Последние слова:
— Надобно уж умирать, я уже готов и умру…
— …Бывает, иногда пишешь роман, где-нибудь на середине уже, и думаешь, лишь бы не умереть — дописать. Страх смерти приходит почти каждый раз, и всегда думаешь — это моя лучшая вещь, и никогда мне не написать лучше.
— Каждый раз так думаешь? — Марина смотрит мне в глаза и улыбается как-то застенчиво, я не видел, чтобы так улыбались.
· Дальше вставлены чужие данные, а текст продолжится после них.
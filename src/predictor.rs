//! Synthetic demand and disruption models
//!
//! ## Table of Contents
//! - **FeatureVector**: Request features with per-field defaults
//! - **DemandPrediction / RiskPrediction**: Model outputs with their factors
//! - **RiskLevel**: Categorical risk derived from fixed thresholds
//! - **Predictor**: Draws predictions through a `RandomSource`
//! - **BatchReport**: Per-product batch run over the reference table
//!
//! None of these models are trained. Each output is a fixed baseline scaled by
//! calendar seasonality and a bounded random draw, and the reported factors are
//! exactly the terms that produced the value.

use std::sync::Arc;

use serde::{Deserialize, Serialize};
use tracing::debug;

use crate::reference::Product;
use crate::sampling::RandomSource;

pub const BASE_DEMAND: f64 = 1500.0;
pub const HOLIDAY_DEMAND_MULTIPLIER: f64 = 1.2;
pub const GROWTH_MULTIPLIER: f64 = 1.05;
pub const COMPETITION_RANGE: (f64, f64) = (0.9, 1.1);
pub const CONFIDENCE_RANGE: (f64, f64) = (0.85, 0.95);

pub const BASE_RISK: f64 = 0.15;
pub const WINTER_WEATHER_RISK: f64 = 0.1;
pub const MILD_WEATHER_RISK: f64 = 0.05;
pub const SUPPLY_RISK_RANGE: (f64, f64) = (0.05, 0.15);
pub const GEOPOLITICAL_RISK_RANGE: (f64, f64) = (0.02, 0.08);

/// Risk strictly above this is `High`.
pub const HIGH_RISK_THRESHOLD: f64 = 0.3;
/// Risk strictly above this (and not high) is `Medium`.
pub const MEDIUM_RISK_THRESHOLD: f64 = 0.15;

// -----------------------------------------------------------------------------
// Features
// -----------------------------------------------------------------------------

/// Input features. The synthetic models accept them but do not read them.
#[derive(Debug, Clone, Copy, PartialEq, Serialize, Deserialize)]
#[serde(from = "RawFeatures")]
pub struct FeatureVector {
    pub feature1: f64,
    pub feature2: f64,
    pub feature3: f64,
}

impl Default for FeatureVector {
    fn default() -> Self {
        Self {
            feature1: 1.0,
            feature2: 2.0,
            feature3: 3.0,
        }
    }
}

/// Wire shape: absent and `null` fields both fall back to the defaults.
#[derive(Debug, Deserialize)]
struct RawFeatures {
    feature1: Option<f64>,
    feature2: Option<f64>,
    feature3: Option<f64>,
}

impl From<RawFeatures> for FeatureVector {
    fn from(raw: RawFeatures) -> Self {
        let defaults = Self::default();
        Self {
            feature1: raw.feature1.unwrap_or(defaults.feature1),
            feature2: raw.feature2.unwrap_or(defaults.feature2),
            feature3: raw.feature3.unwrap_or(defaults.feature3),
        }
    }
}

// -----------------------------------------------------------------------------
// Outputs
// -----------------------------------------------------------------------------

#[derive(Debug, Clone, Copy, PartialEq, Serialize)]
pub struct DemandFactors {
    pub seasonal_impact: f64,
    pub market_trend: f64,
    pub competition_factor: f64,
}

#[derive(Debug, Clone, Copy, PartialEq, Serialize)]
pub struct DemandPrediction {
    /// Predicted units, truncated
    pub prediction: u64,
    pub confidence: f64,
    pub factors: DemandFactors,
}

#[derive(Debug, Clone, Copy, PartialEq, Eq, Hash, Serialize)]
pub enum RiskLevel {
    Low,
    Medium,
    High,
}

impl RiskLevel {
    /// Classify a risk score against the fixed thresholds.
    pub fn classify(risk: f64) -> Self {
        if risk > HIGH_RISK_THRESHOLD {
            RiskLevel::High
        } else if risk > MEDIUM_RISK_THRESHOLD {
            RiskLevel::Medium
        } else {
            RiskLevel::Low
        }
    }

    pub fn as_str(&self) -> &'static str {
        match self {
            RiskLevel::Low => "Low",
            RiskLevel::Medium => "Medium",
            RiskLevel::High => "High",
        }
    }
}

#[derive(Debug, Clone, Copy, PartialEq, Serialize)]
pub struct RiskFactors {
    pub weather_risk: f64,
    pub supply_chain_risk: f64,
    pub geopolitical_risk: f64,
}

#[derive(Debug, Clone, Copy, PartialEq, Serialize)]
pub struct RiskPrediction {
    /// Disruption risk in [0, 1]
    pub prediction: f64,
    pub risk_level: RiskLevel,
    pub factors: RiskFactors,
}

/// One product's entry in a batch run.
#[derive(Debug, Clone, PartialEq, Serialize)]
pub struct BatchItem {
    pub product_id: String,
    pub product_name: String,
    pub demand_prediction: u64,
    pub demand_confidence: f64,
    pub disruption_risk: f64,
    pub risk_level: RiskLevel,
}

#[derive(Debug, Clone, PartialEq, Serialize)]
pub struct BatchSummary {
    pub total_products: usize,
    pub average_demand: f64,
    pub average_risk: f64,
}

#[derive(Debug, Clone, PartialEq, Serialize)]
pub struct BatchReport {
    pub predictions: Vec<BatchItem>,
    pub summary: BatchSummary,
}

// -----------------------------------------------------------------------------
// Predictor
// -----------------------------------------------------------------------------

/// Months 11 and 12 carry holiday demand.
fn seasonal_multiplier(month: u32) -> f64 {
    if matches!(month, 11 | 12) {
        HOLIDAY_DEMAND_MULTIPLIER
    } else {
        1.0
    }
}

/// December through February carry winter weather risk.
fn weather_risk(month: u32) -> f64 {
    if matches!(month, 12 | 1 | 2) {
        WINTER_WEATHER_RISK
    } else {
        MILD_WEATHER_RISK
    }
}

/// Synthetic model front-end. Cheap to clone; all clones share one source.
#[derive(Clone)]
pub struct Predictor {
    source: Arc<dyn RandomSource>,
}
Удивительная улыбка. В ней все удивительно: и глаза, и руки… Все.
Мы сидели в кухне за накрытым столом, горели свечи, из музыкального центра доносилась музыка Баха.
Я налил еще по бокалу вина.
— Этот бокал я хочу выпить за тебя, чтобы ты нашла в жизни свое счастье.
— Тогда за вас, — сказала она и сделала глоток.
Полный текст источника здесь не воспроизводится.